Paper No. 1
Presentation Time: 1:35 PM

ISOTOPIC EVIDENCE FOR LIFE HISTORY CHANGES IN ESTUARINE MOLLUSKS IN RESPONSE TO HUMAN PREDATION IN THE SOCONUSCO, CHIAPAS, MEXICO (Invited Presentation)


CULLETON, Brendan J. and KENNETT, Douglas J., Department of Anthropology, Penn State University, 409 Carpenter Bldg, University Park, PA 16802, bjc23@psu.edu

Archaeologists often observe that the remains of animals with indeterminate growth patterns (e.g., fishes, pelecypods, gastropods) found in ancient middens are much smaller than their counterparts in contemporary, unexploited ecosystems. Human predation pressure is inferred to have led to smaller average body size in a population over time, the implicit assumption being that frequent harvest prevents prey from growing to their full potential size.

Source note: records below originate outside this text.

//! Companion runtime: the listener and the local countdown in one loop.

use std::time::Duration;

use tokio::sync::mpsc;
use tokio::time::{interval, MissedTickBehavior};

use super::{CompanionListener, WatchModel, WatchTick};
use crate::clock::Clock;
use crate::types::{CompanionMessage, DerivedState};

/// Period of the companion's own countdown.
pub const WATCH_TICK_PERIOD: Duration = Duration::from_secs(1);

/// Something the companion should render.
#[derive(Debug, Clone, PartialEq)]
pub enum CompanionEvent {
    /// A phone summary arrived, with how it renders right now
    Phone {
        message: CompanionMessage,
        view: DerivedState,
    },
    /// The local countdown advanced or completed
    Tick(WatchTick),
}

/// Drives a [`WatchModel`] from its ticker and from incoming phone messages.
pub struct CompanionSession<C> {
    listener: CompanionListener,
    model: WatchModel,
    clock: C,
    tick_period: Duration,
    exit_on_finish: bool,
}

impl<C: Clock> CompanionSession<C> {
    pub fn new(listener: CompanionListener, model: WatchModel, clock: C) -> Self {
        Self {
            listener,
            model,
            clock,
            tick_period: WATCH_TICK_PERIOD,
            exit_on_finish: false,
        }
    }

    #[must_use]
    pub fn with_tick_period(mut self, period: Duration) -> Self {
        self.tick_period = period;
        self
    }

    /// Stops the loop once the local countdown completes.
    #[must_use]
    pub fn with_exit_on_finish(mut self, exit: bool) -> Self {
        self.exit_on_finish = exit;
        self
    }

    pub fn model(&self) -> &WatchModel {
        &self.model
    }

    /// Forwards events until the receiver is dropped, or until the countdown
    /// completes when exit-on-finish is set. Returns the final model.
    pub async fn run(mut self, tx: mpsc::UnboundedSender<CompanionEvent>) -> WatchModel {
        let mut ticker = interval(self.tick_period);
        ticker.set_missed_tick_behavior(MissedTickBehavior::Skip);
        // The first tick is immediate; a full period must pass before the
        // countdown moves.
        ticker.tick().await;

        loop {
            let event = tokio::select! {
                received = self.listener.receive() => match received {
                    Ok(message) => {
                        self.model.apply_phone_context(message.clone());
                        match self.model.phone_view(self.clock.now()) {
                            Some(view) => CompanionEvent::Phone { message, view },
                            None => continue,
                        }
                    }
                    Err(e) => {
                        tracing::warn!("{}", e);
                        continue;
                    }
                },
                _ = ticker.tick() => match self.model.tick() {
                    WatchTick::Idle => continue,
                    tick => CompanionEvent::Tick(tick),
                },
            };

            let finished = event == CompanionEvent::Tick(WatchTick::Completed);
            if tx.send(event).is_err() {
                tracing::debug!("コンパニオンの受信者がいません");
                break;
            }
            if finished && self.exit_on_finish {
                tracing::debug!("カウントダウンが終了したため待ち受けを終了します");
                break;
            }
        }

        self.model
    }
}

Stable oxygen isotope data (δ18O) in marsh clams (Polymesoda radiata) from multiple archaeological shellmound sites in the Soconusco region of Mexico demonstrate that reductions in body size result not only from a shortened lifespan but from the selective advantage conferred on clams with slower growth rates under heavy harvest pressure. As forager-farmer groups intensified P. radiata harvesting through the Archaic Period (7500-4200 cal BP), slower average growth rates and hence smaller body size at sexual maturity are indicated by compressed seasonal isotope oscillations recorded in the shells. During the Formative Period (after ca. 3800 cal BP), as increasing reliance on maize agriculture reduced pressure on estuarine resources, the isotopic signals became attenuated, indicating faster growth rates and larger size at sexual maturity.

We argue that in addition to short-term (annual to decadal scale) body size reduction in available prey – a phenotypic effect – persistent long-term (centennial to millennial scale) human predation selects for slower growth in these animals – a genotypic effect – indicating a life-history adaptation in Polymesoda that allows it to persist in the anthropogenic ecosystem. Further, the use of incremental isotope sampling and high-resolution 14C dating indicates that a population may fairly rapidly re-establish a previous life history pattern after the predation pressure is removed. We discuss concepts of sustainability and human impacts in contemporary aquatic settings in light of the finding that foragers without elaborate harvesting technology have induced life history adaptations in certain prey groups simply through intensive foraging practices.